The new species is named Hylaecullulus fordi, where ‘Hylaecullulus’ means ‘forest-goblet’, in reference to the shape of the specimens, and ‘fordi’ honours palaeontologist Trevor Ford (1925-2017) of the University of Leicester, for his work on the Ediacaran Fauna. The species is described from six specimens collected from the Ediacaran Bradgate Formation at the Charnwood Forest locality in Leicestershire, England, each of which has a holdfast surmounted by a long stalk then a cluster of branching fronds forming a goblet shape. At least four orders of branching can be seen, with some indication that a fifth was present. Importantly, in Kenchington et al.’s opinion, the specimens all show what they describe as eccentric branches, branches are arranged at random on the specimens, which are oversized compared to neighbouring branches on the same parent branch, and seem to expand to cover a gap in the basket structure.

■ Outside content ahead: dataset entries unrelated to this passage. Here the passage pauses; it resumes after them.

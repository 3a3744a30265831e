//! Asset detail view state: loading flag, error line and the response slot.
//!
//! DESIGN
//! ======
//! There is a single response slot shared by all six categories. Fetches are
//! not fenced or cancelled, so whichever reply is applied last owns the slot,
//! even if it belongs to an older request.

#[cfg(test)]
#[path = "detail_test.rs"]
mod detail_test;

use crate::net::error::FetchError;
use crate::net::types::{DetailResponse, Endpoint};

#[derive(Clone, Debug, Default, PartialEq, Eq)]
pub struct DetailState {
    pub loading: bool,
    /// Category of the most recently started fetch.
    pub requested: Option<Endpoint>,
    pub response: Option<DetailResponse>,
    pub error: Option<String>,
}

impl DetailState {
    /// A fetch for `endpoint` is starting.
    pub fn begin(&mut self, endpoint: Endpoint) {
        self.loading = true;
        self.requested = Some(endpoint);
        self.error = None;
    }

    /// A fetch finished. Loading is cleared on every path.
    pub fn finish(&mut self, result: Result<DetailResponse, FetchError>) {
        self.loading = false;
        match result {
            Ok(response) => {
                self.response = Some(response);
                self.error = None;
            }
            Err(err) => self.error = Some(err.to_string()),
        }
    }

    pub fn dismiss_error(&mut self) {
        self.error = None;
    }
}
//! Asset detail proxy routes.
//!
//! SYSTEM CONTEXT
//! ==============
//! The browser requests `/api/Assets/{Endpoint}/{id}` from this host. The
//! handler forwards the GET to the configured asset API and relays its status
//! and body unchanged, so non-2xx replies reach the client as-is.

use axum::body::Bytes;
use axum::extract::{Path, State};
use axum::http::StatusCode;
use axum::http::header::CONTENT_TYPE;
use axum::response::{IntoResponse, Json, Response};
use client::net::api::detail_url;
use client::net::types::Endpoint;

use crate::state::AppState;

#[derive(Debug, thiserror::Error)]
pub enum ProxyError {
    #[error("unknown endpoint: {0}")]
    UnknownEndpoint(String),
    #[error("invalid asset id: {0}")]
    InvalidId(String),
    #[error("asset API not configured")]
    NotConfigured,
    #[error("asset API request failed: {0}")]
    Upstream(#[from] reqwest::Error),
}

impl ProxyError {
    pub fn status(&self) -> StatusCode {
        match self {
            Self::UnknownEndpoint(_) => StatusCode::NOT_FOUND,
            Self::InvalidId(_) => StatusCode::BAD_REQUEST,
            Self::NotConfigured => StatusCode::SERVICE_UNAVAILABLE,
            Self::Upstream(_) => StatusCode::BAD_GATEWAY,
        }
    }
}

impl IntoResponse for ProxyError {
    fn into_response(self) -> Response {
        let status = self.status();
        (status, Json(serde_json::json!({ "error": self.to_string() }))).into_response()
    }
}

/// A relayed asset API reply.
#[derive(Debug)]
pub struct Upstream {
    pub status: StatusCode,
    pub content_type: String,
    pub body: Bytes,
}

/// Forward one detail request to the asset API.
///
/// # Errors
///
/// Returns [`ProxyError::NotConfigured`] without a backend URL and
/// [`ProxyError::Upstream`] when the request or body read fails.
pub async fn forward(state: &AppState, endpoint: Endpoint, id: u32) -> Result<Upstream, ProxyError> {
    let base = state.backend_url.as_deref().ok_or(ProxyError::NotConfigured)?;
    let url = detail_url(base, endpoint, id);

    let resp = state.http.get(&url).send().await.inspect_err(|e| {
        tracing::warn!(%endpoint, id, error = %e, "asset API unreachable");
    })?;
    let status = resp.status();
    let content_type = resp
        .headers()
        .get(CONTENT_TYPE)
        .and_then(|v| v.to_str().ok())
        .unwrap_or("application/json")
        .to_owned();
    let body = resp.bytes().await?;

    tracing::info!(%endpoint, id, status = status.as_u16(), "proxied asset detail");
    Ok(Upstream { status, content_type, body })
}

/// `GET /api/Assets/{endpoint}/{id}`: relay to the asset API.
pub async fn proxy_detail(
    State(state): State<AppState>,
    Path((endpoint, id)): Path<(String, String)>,
) -> Result<Response, ProxyError> {
    let Some(endpoint) = Endpoint::from_path(&endpoint) else {
        return Err(ProxyError::UnknownEndpoint(endpoint));
    };
    let Ok(id) = id.parse::<u32>() else {
        return Err(ProxyError::InvalidId(id));
    };

    let upstream = forward(&state, endpoint, id).await?;
    Ok((upstream.status, [(CONTENT_TYPE, upstream.content_type)], upstream.body).into_response())
}

#[cfg(test)]
#[path = "assets_test.rs"]
mod tests;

(A) Specimen GSM105875 (mold), the plastotype (mold of the type, the specimen which is used to define the species; any specimen determined to belong to the same species as the type will be assigned to this species) and largest known example. (B) Interpretive overlay (up to folium level detail) of specimen GSM105875. The dark blue area is the holdfast disc, with dark blue lines outlining its internal rings. Medium blue is its stem, with red lines defining the ‘lineations’ and ‘triangle’. Bright blue outlines the folia. (C) Plastoparatype specimen GSM106040 (mold of a second specimen). (D) GSM105959 (cast). (E) Plastoparatype GSM106112 (cast). (F) GSM105957 (cast), the smallest well-preserved example. (G) GSM 105958 (cast). Scale bars, 2 cm. All molds and casts are held at the British Geological Survey, Keyworth. The interpretative overlay was digitized from a camera lucida interpretation. Kenchington et al. (2018).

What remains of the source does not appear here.